Lo que se puede mejorar:
- La lente púrpura al 96% de transmitancia puede resultar insuficiente en días de sol intenso en agua abierta. Para pesca en embalses o mar, recomendaría decantarse por la lente verde o azul.
- El ajuste nasal no es regulable. En caras con puentes nasales muy marcados o muy planos, puede quedar un pequeño hueco por donde entra luz lateral o se acumula sudor.
- No incluyen lentes intercambiables. Para un producto que se anuncia como versátil entre ciclismo, running y esquí, echo de menos la opción de cambiar la lente según la actividad sin tener que comprar un segundo par.
Veredicto del experto
Las Giant RiderPro X5 son unas gafas honestas que cumplen con lo que prometen sin artificios innecesarios. No son las más baratas del mercado, pero tampoco aspiran a competir con gamas premium de tres cifras. Se sitúan en un punto intermedio donde la relación calidad-precio es razonable, especialmente si buscas unas gafas que te sirvan para varias disciplinas deportivas sin tener que cambiar de modelo cada vez.
Para mi uso habitual, combinando ciclismo y pesca deportiva, han resultado fiables. La protección UV es real, la claridad óptica es adecuada y el marco aguanta el ritmo sin quejas. Si tuviera que recomendarlas a un compañero de pesca que busca protección visual para largas jornadas al sol, lo haría con la salvedad de elegir bien el color de lente según las condiciones habituales de cada uno.
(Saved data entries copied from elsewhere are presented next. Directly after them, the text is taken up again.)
use spincanvas_scene::TimeSource;

/// Seconds from `performance.now()`
#[derive(Debug, Clone)]
pub struct PerformanceTime {
    performance: Option<web_sys::Performance>,
}

impl PerformanceTime {
    pub fn new(window: &web_sys::Window) -> Self {
        Self {
            performance: window.performance(),
        }
    }
}

impl TimeSource for PerformanceTime {
    fn now_secs(&self) -> f64 {
        match &self.performance {
            Some(performance) => performance.now() / 1000.0,
            None => js_sys::Date::now() / 1000.0,
        }
    }
}
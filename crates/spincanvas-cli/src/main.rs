//! Spincanvas CLI - Main entry point
//!
//! Inspects models with the same loader and post-load passes the browser
//! canvas uses, and runs the full canvas lifecycle headlessly.

mod config;
mod inspect;
mod simulate;

use anyhow::Result;
use clap::{Parser, Subcommand};
use std::path::PathBuf;
use tracing::{info, Level};
use tracing_subscriber::FmtSubscriber;

#[derive(Parser, Debug)]
#[command(name = "spincanvas")]
#[command(about = "Inspect glTF models and simulate the spincanvas render loop")]
#[command(version)]
struct Args {
    /// Path to configuration file
    #[arg(short, long, default_value = "spincanvas.toml", global = true)]
    config: PathBuf,

    /// Log level (trace, debug, info, warn, error)
    #[arg(short, long, default_value = "info", global = true)]
    log_level: String,

    #[command(subcommand)]
    command: Command,
}

#[derive(Subcommand, Debug)]
enum Command {
    /// Load a model, run the wireframe and centering passes and summarize it
    Inspect {
        /// Path to a .glb or .gltf file
        asset: PathBuf,

        /// Print the summary as JSON
        #[arg(long)]
        json: bool,
    },

    /// Mount a headless canvas, deliver the model and step the render loop
    Simulate {
        /// Path to a .glb or .gltf file
        asset: PathBuf,

        /// Number of ticks to run
        #[arg(short, long, default_value_t = 60)]
        frames: u32,

        /// Seconds between ticks
        #[arg(short, long, default_value_t = 1.0 / 60.0)]
        delta: f64,

        /// Window width in pixels
        #[arg(long, default_value_t = 1280)]
        width: u32,

        /// Window height in pixels
        #[arg(long, default_value_t = 720)]
        height: u32,

        /// Resize the window to WIDTHxHEIGHT halfway through the run
        #[arg(long, value_parser = simulate::parse_size)]
        resize: Option<(u32, u32)>,

        /// Print the report as JSON
        #[arg(long)]
        json: bool,
    },

    /// Write the default configuration to the config path
    InitConfig,
}

fn main() -> Result<()> {
    let args = Args::parse();

    // Initialize logging
    let level = match args.log_level.to_lowercase().as_str() {
        "trace" => Level::TRACE,
        "debug" => Level::DEBUG,
        "info" => Level::INFO,
        "warn" => Level::WARN,
        "error" => Level::ERROR,
        _ => Level::INFO,
    };

    let subscriber = FmtSubscriber::builder()
        .with_max_level(level)
        .with_target(true)
        .with_writer(std::io::stderr)
        .finish();

    tracing::subscriber::set_global_default(subscriber)?;

    info!("Spincanvas v{}", env!("CARGO_PKG_VERSION"));

    match args.command {
        Command::Inspect { asset, json } => {
            let config = config::load_config(&args.config)?;
            let report = inspect::inspect(&asset, &config)?;
            if json {
                println!("{}", serde_json::to_string_pretty(&report)?);
            } else {
                print!("{}", report);
            }
        }
        Command::Simulate {
            asset,
            frames,
            delta,
            width,
            height,
            resize,
            json,
        } => {
            let config = config::load_config(&args.config)?;
            let options = simulate::SimulateOptions {
                frames,
                delta,
                width,
                height,
                resize,
            };
            let report = simulate::simulate(&asset, config, &options)?;
            if json {
                println!("{}", serde_json::to_string_pretty(&report)?);
            } else {
                print!("{}", report);
            }
        }
        Command::InitConfig => {
            config::save_default_config(&args.config)?;
            println!("Wrote default configuration to {}", args.config.display());
        }
    }

    Ok(())
}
Un consejo práctico: limpia las lentes siempre con el paño de microfibra incluido o con agua tibia y jabón neutro. Evita productos de limpieza agresivos o papel, que pueden rayar el tratamiento REVO con el tiempo. Y si las guardas en la caja, asegúrate de que estén secas antes de cerrar, porque la humedad residual es el enemigo silencioso de cualquier tratamiento antivaho.